Pemprov Kaltara Percepat Integrasi Data, Dashboard Executive Segera Dioptimalkan

  • Bagikan

CATATAN, TANJUNG SELOR – Pemerintah Provinsi Kalimantan Utara (Kaltara) terus mempercepat transformasi digital dengan menyelesaikan integrasi data lintas perangkat daerah melalui finalisasi Dashboard Executive.
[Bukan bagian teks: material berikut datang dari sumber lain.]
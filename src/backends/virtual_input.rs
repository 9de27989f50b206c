//! In-memory provider.
//!
//! [`VirtualProvider`] hands out devices whose input is injected through a
//! [`VirtualHandle`] instead of read from hardware. It is used by the demos and tests,
//! and by hosts that want to drive a [`Manager`](crate::Manager) from synthetic input.
//!
//! Joystick controls are laid out as four axes (`0..=3`, logical range `0..=255`)
//! followed by sixteen buttons (`4..=19`). Keyboard controls are HID key usages
//! (`0x00..=0xE7`).

use crate::device::{Device, DeviceId, DeviceKind};
use crate::error::{DeviceError, Error, Result};
use crate::metadata::{DeviceInfo, ObjectInfo, ObjectKind};
use crate::provider::DeviceProvider;
use std::collections::{BTreeSet, HashMap, VecDeque};
use std::sync::atomic::{AtomicUsize, Ordering};
use std::sync::{Arc, Mutex, MutexGuard, PoisonError};
use std::time::Duration;

const AXES: u32 = 4;
const BUTTONS: u32 = 16;
const AXIS_NAMES: [&str; AXES as usize] = ["X", "Y", "Z", "Rz"];
const LAST_KEY_USAGE: u32 = 0xE7;

#[derive(Default)]
struct Channel {
    pending: VecDeque<(u32, u32)>,
    repeating: Vec<(u32, u32)>,
    faults: usize,
    panics: usize,
}

#[derive(Default)]
struct Hub {
    channels: Mutex<HashMap<DeviceId, Channel>>,
    live: AtomicUsize,
    opened: AtomicUsize,
}

impl Hub {
    fn channels(&self) -> MutexGuard<'_, HashMap<DeviceId, Channel>> {
        self.channels.lock().unwrap_or_else(PoisonError::into_inner)
    }
}

type ProcessingHook = Arc<dyn Fn(DeviceId) + Send + Sync>;

/// Provider over scripted, in-memory devices.
#[derive(Default)]
pub struct VirtualProvider {
    joysticks: Vec<DeviceId>,
    unopenable: BTreeSet<DeviceId>,
    keyboard_fails: bool,
    enumeration_fails: bool,
    delay: Duration,
    hook: Option<ProcessingHook>,
    hub: Arc<Hub>,
}

impl VirtualProvider {
    pub fn new() -> Self {
        Self::default()
    }

    /// Report `id` during enumeration.
    pub fn with_joystick(mut self, id: DeviceId) -> Self {
        self.joysticks.push(id);
        self
    }

    /// Report `id` during enumeration but fail to open it.
    pub fn with_unopenable_joystick(mut self, id: DeviceId) -> Self {
        self.joysticks.push(id);
        self.unopenable.insert(id);
        self
    }

    pub fn with_unopenable_keyboard(mut self) -> Self {
        self.keyboard_fails = true;
        self
    }

    pub fn with_failing_enumeration(mut self) -> Self {
        self.enumeration_fails = true;
        self
    }

    /// Make every device sleep for `delay` inside each `process_events` call.
    pub fn with_processing_delay(mut self, delay: Duration) -> Self {
        self.delay = delay;
        self
    }

    /// Call `hook` with the device id at the start of every `process_events` call, on
    /// the poll thread. Lets a test observe, or hold, a cycle in progress.
    pub fn with_processing_hook<F>(mut self, hook: F) -> Self
    where
        F: Fn(DeviceId) + Send + Sync + 'static,
    {
        self.hook = Some(Arc::new(hook));
        self
    }

    /// Handle for injecting input into devices this provider opens.
    pub fn handle(&self) -> VirtualHandle {
        VirtualHandle {
            hub: Arc::clone(&self.hub),
        }
    }

    fn open(&self, id: DeviceId, kind: DeviceKind, name: String) -> Box<dyn Device> {
        self.hub.live.fetch_add(1, Ordering::SeqCst);
        self.hub.opened.fetch_add(1, Ordering::SeqCst);
        Box::new(VirtualDevice {
            id,
            kind,
            name,
            delay: self.delay,
            hook: self.hook.clone(),
            hub: Arc::clone(&self.hub),
        })
    }
}

impl DeviceProvider for VirtualProvider {
    type Window = ();

    fn enumerate_joysticks(&self) -> Result<Vec<DeviceId>> {
        if self.enumeration_fails {
            return Err(Error::Enumeration("virtual enumeration disabled".into()));
        }
        Ok(self.joysticks.clone())
    }

    fn open_keyboard(&self, _window: &()) -> Result<Box<dyn Device>> {
        if self.keyboard_fails {
            return Err(Error::DeviceOpen {
                device: DeviceId::SYS_KEYBOARD,
                reason: "virtual keyboard unavailable".into(),
            });
        }
        Ok(self.open(DeviceId::SYS_KEYBOARD, DeviceKind::Keyboard, "Virtual Keyboard".into()))
    }

    fn open_joystick(&self, id: DeviceId, _window: &()) -> Result<Box<dyn Device>> {
        if self.unopenable.contains(&id) || !self.joysticks.contains(&id) {
            return Err(Error::DeviceOpen {
                device: id,
                reason: "virtual joystick unavailable".into(),
            });
        }
        let index = self.joysticks.iter().position(|j| *j == id).unwrap_or(0);
        Ok(self.open(id, DeviceKind::Joystick, format!("Virtual Joystick {index}")))
    }
}

/// Cloneable handle used to drive virtual devices from any thread.
#[derive(Clone)]
pub struct VirtualHandle {
    hub: Arc<Hub>,
}

impl VirtualHandle {
    /// Queue one change, reported on the device's next poll.
    pub fn feed(&self, device: DeviceId, control: u32, value: u32) {
        self.hub
            .channels()
            .entry(device)
            .or_default()
            .pending
            .push_back((control, value));
    }

    /// Report this change on every poll until [`VirtualHandle::clear_repeating`].
    pub fn repeat(&self, device: DeviceId, control: u32, value: u32) {
        self.hub
            .channels()
            .entry(device)
            .or_default()
            .repeating
            .push((control, value));
    }

    pub fn clear_repeating(&self, device: DeviceId) {
        if let Some(channel) = self.hub.channels().get_mut(&device) {
            channel.repeating.clear();
        }
    }

    /// Make the device's next `cycles` polls fail with a read error.
    pub fn fail_next(&self, device: DeviceId, cycles: usize) {
        self.hub.channels().entry(device).or_default().faults += cycles;
    }

    /// Make the device's next `cycles` polls panic inside `process_events`.
    pub fn panic_next(&self, device: DeviceId, cycles: usize) {
        self.hub.channels().entry(device).or_default().panics += cycles;
    }

    /// Convenience: set an axis (`0..=3`) to a raw value.
    pub fn set_axis(&self, device: DeviceId, axis: u32, value: u8) {
        self.feed(device, axis, u32::from(value));
    }

    pub fn press_button(&self, device: DeviceId, button: u32) {
        self.feed(device, AXES + button, 1);
    }

    pub fn release_button(&self, device: DeviceId, button: u32) {
        self.feed(device, AXES + button, 0);
    }

    /// Virtual devices currently open (opened and not yet dropped).
    pub fn live_devices(&self) -> usize {
        self.hub.live.load(Ordering::SeqCst)
    }

    /// Total number of devices ever opened.
    pub fn opened_devices(&self) -> usize {
        self.hub.opened.load(Ordering::SeqCst)
    }
}

struct VirtualDevice {
    id: DeviceId,
    kind: DeviceKind,
    name: String,
    delay: Duration,
    hook: Option<ProcessingHook>,
    hub: Arc<Hub>,
}

impl Device for VirtualDevice {
    fn process_events(&mut self, sink: &mut dyn FnMut(u32, u32)) -> Result<(), DeviceError> {
        if let Some(hook) = &self.hook {
            hook(self.id);
        }
        if !self.delay.is_zero() {
            std::thread::sleep(self.delay);
        }

        // Collect first so sinks (and injected panics) run without the hub lock held.
        let events: Option<Vec<(u32, u32)>> = {
            let mut channels = self.hub.channels();
            let channel = channels.entry(self.id).or_default();
            if channel.faults > 0 {
                channel.faults -= 1;
                return Err(DeviceError::Read("injected fault".into()));
            }
            if channel.panics > 0 {
                channel.panics -= 1;
                None
            } else {
                Some(
                    channel
                        .pending
                        .drain(..)
                        .chain(channel.repeating.iter().copied())
                        .collect(),
                )
            }
        };
        let Some(events) = events else {
            panic!("injected panic on {}", self.id);
        };

        for (control, value) in events {
            sink(control, value);
        }
        Ok(())
    }

    fn info(&self) -> Option<DeviceInfo> {
        let mut info = DeviceInfo::new(self.id, self.kind, self.name.clone());
        info.product_name = Some("StickPoll Virtual Device".into());
        info.path = Some(format!("virtual://{}", self.id));
        Some(info)
    }

    fn object_info(&self, object_id: u32) -> Option<ObjectInfo> {
        let (kind, name, logical_max) = match self.kind {
            DeviceKind::Keyboard if object_id <= LAST_KEY_USAGE => {
                (ObjectKind::Key, format!("Key 0x{object_id:02X}"), 1)
            }
            DeviceKind::Joystick if object_id < AXES => {
                (ObjectKind::Axis, AXIS_NAMES[object_id as usize].to_string(), 255)
            }
            DeviceKind::Joystick if object_id < AXES + BUTTONS => {
                (ObjectKind::Button, format!("Button {}", object_id - AXES), 1)
            }
            _ => return None,
        };
        Some(ObjectInfo {
            id: object_id,
            kind,
            name: Some(name),
            logical_min: 0,
            logical_max,
            usage_page: None,
            usage: None,
        })
    }
}

impl Drop for VirtualDevice {
    fn drop(&mut self) {
        self.hub.live.fetch_sub(1, Ordering::SeqCst);
    }
}

#[cfg(test)]
mod tests {
    use super::*;

    #[test]
    fn queued_events_drain_once_and_repeats_persist() {
        let pad = DeviceId::from_u128(1);
        let provider = VirtualProvider::new().with_joystick(pad);
        let handle = provider.handle();
        let mut device = provider.open_joystick(pad, &()).unwrap();

        handle.press_button(pad, 2);
        handle.repeat(pad, 0, 128);

        let mut seen = Vec::new();
        device.process_events(&mut |c, v| seen.push((c, v))).unwrap();
        device.process_events(&mut |c, v| seen.push((c, v))).unwrap();

        assert_eq!(seen, vec![(6, 1), (0, 128), (0, 128)]);
    }

    #[test]
    fn injected_faults_fail_then_recover() {
        let pad = DeviceId::from_u128(1);
        let provider = VirtualProvider::new().with_joystick(pad);
        let handle = provider.handle();
        let mut device = provider.open_joystick(pad, &()).unwrap();

        handle.fail_next(pad, 1);
        handle.set_axis(pad, 1, 40);

        assert!(device.process_events(&mut |_, _| {}).is_err());
        let mut seen = Vec::new();
        device.process_events(&mut |c, v| seen.push((c, v))).unwrap();
        assert_eq!(seen, vec![(1, 40)]);
    }

    #[test]
    fn dropping_a_device_releases_it() {
        let provider = VirtualProvider::new();
        let handle = provider.handle();
        let keyboard = provider.open_keyboard(&()).unwrap();
        assert_eq!(handle.live_devices(), 1);
        drop(keyboard);
        assert_eq!(handle.live_devices(), 0);
        assert_eq!(handle.opened_devices(), 1);
    }

    #[test]
    fn object_layout() {
        let pad = DeviceId::from_u128(1);
        let provider = VirtualProvider::new().with_joystick(pad);
        let device = provider.open_joystick(pad, &()).unwrap();

        assert_eq!(device.object_info(1).unwrap().name.as_deref(), Some("Y"));
        assert_eq!(device.object_info(4).unwrap().kind, ObjectKind::Button);
        assert!(device.object_info(AXES + BUTTONS).is_none());
    }

    #[test]
    fn injected_panics_unwind_then_recover() {
        let pad = DeviceId::from_u128(1);
        let provider = VirtualProvider::new().with_joystick(pad);
        let handle = provider.handle();
        let mut device = provider.open_joystick(pad, &()).unwrap();

        handle.panic_next(pad, 1);
        handle.press_button(pad, 0);

        let unwound = std::panic::catch_unwind(std::panic::AssertUnwindSafe(|| {
            device.process_events(&mut |_, _| {})
        }));
        assert!(unwound.is_err());
        assert_eq!(handle.live_devices(), 1);

        let mut seen = Vec::new();
        device.process_events(&mut |c, v| seen.push((c, v))).unwrap();
        assert_eq!(seen, vec![(4, 1)]);
    }

    #[test]
    fn processing_hook_sees_every_call() {
        let pad = DeviceId::from_u128(1);
        let calls = Arc::new(Mutex::new(Vec::new()));
        let log = Arc::clone(&calls);
        let provider = VirtualProvider::new()
            .with_joystick(pad)
            .with_processing_hook(move |id| log.lock().unwrap().push(id));
        let mut device = provider.open_joystick(pad, &()).unwrap();

        device.process_events(&mut |_, _| {}).unwrap();
        device.process_events(&mut |_, _| {}).unwrap();
        assert_eq!(*calls.lock().unwrap(), vec![pad, pad]);
    }
}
Langkah ini dilakukan untuk menghadirkan sistem informasi yang terintegrasi sebagai dasar pengambilan keputusan pembangunan yang lebih cepat, tepat, dan berbasis data.

Komitmen tersebut disampaikan Sekretaris Daerah Provinsi Kaltara, H. Denny Harianto, S.E., M.M., saat membuka Workshop Finalisasi Dashboard Executive Provinsi Kaltara di Ruang Rapat Lantai 4 Kantor Gubernur Kaltara, Selasa (9/6).

banner 728x90

Dalam arahannya, Denny menegaskan bahwa data yang akurat, mutakhir, dan terintegrasi menjadi elemen penting dalam tata kelola pemerintahan modern.

“Tanpa adanya dukungan data yang valid, setiap kebijakan pembangunan yang kita ambil hanya akan menjadi sebuah spekulasi belaka,” ujarnya.

Menurutnya, Kalimantan Utara sebagai wilayah perbatasan harus mampu mempercepat penerapan Sistem Pemerintahan Berbasis Elektronik (SPBE) dengan meninggalkan pola kerja yang masih berjalan secara sektoral.

Ia menjelaskan, tantangan saat ini bukan terletak pada ketersediaan data, melainkan banyaknya aplikasi yang belum saling terhubung sehingga menghambat proses integrasi informasi.

Melalui workshop tersebut, Pemprov Kaltara memfokuskan penyelesaian integrasi berbagai aplikasi layanan perangkat daerah menggunakan sistem Application Programming Interface (API), penyempurnaan Dashboard Executive sebagai pusat pemantauan kinerja pemerintah, serta penguatan Portal Satu Data Daerah.

“Dashboard Executive ini akan menjadi instrumen pemantau kinerja yang cepat dan akurat bagi pimpinan daerah,” kata Denny.

Portal Satu Data Daerah nantinya akan menjadi pusat data yang telah tervalidasi sehingga mampu mendukung proses perencanaan, monitoring, dan evaluasi pembangunan secara lebih efektif sesuai kebijakan Satu Data Indonesia.

Di akhir arahannya, Denny meminta seluruh pengelola data di setiap perangkat daerah mengikuti proses finalisasi secara serius. Menurutnya, transformasi digital tidak hanya berkaitan dengan teknologi, tetapi juga perubahan budaya kerja dalam membangun tata kelola pemerintahan yang lebih terbuka dan kolaboratif.

“Ini bukan hanya urusan teknis IT, tetapi tentang bagaimana kita membangun budaya berbagi data yang valid demi pembangunan Kaltara yang lebih baik,” tegasnya.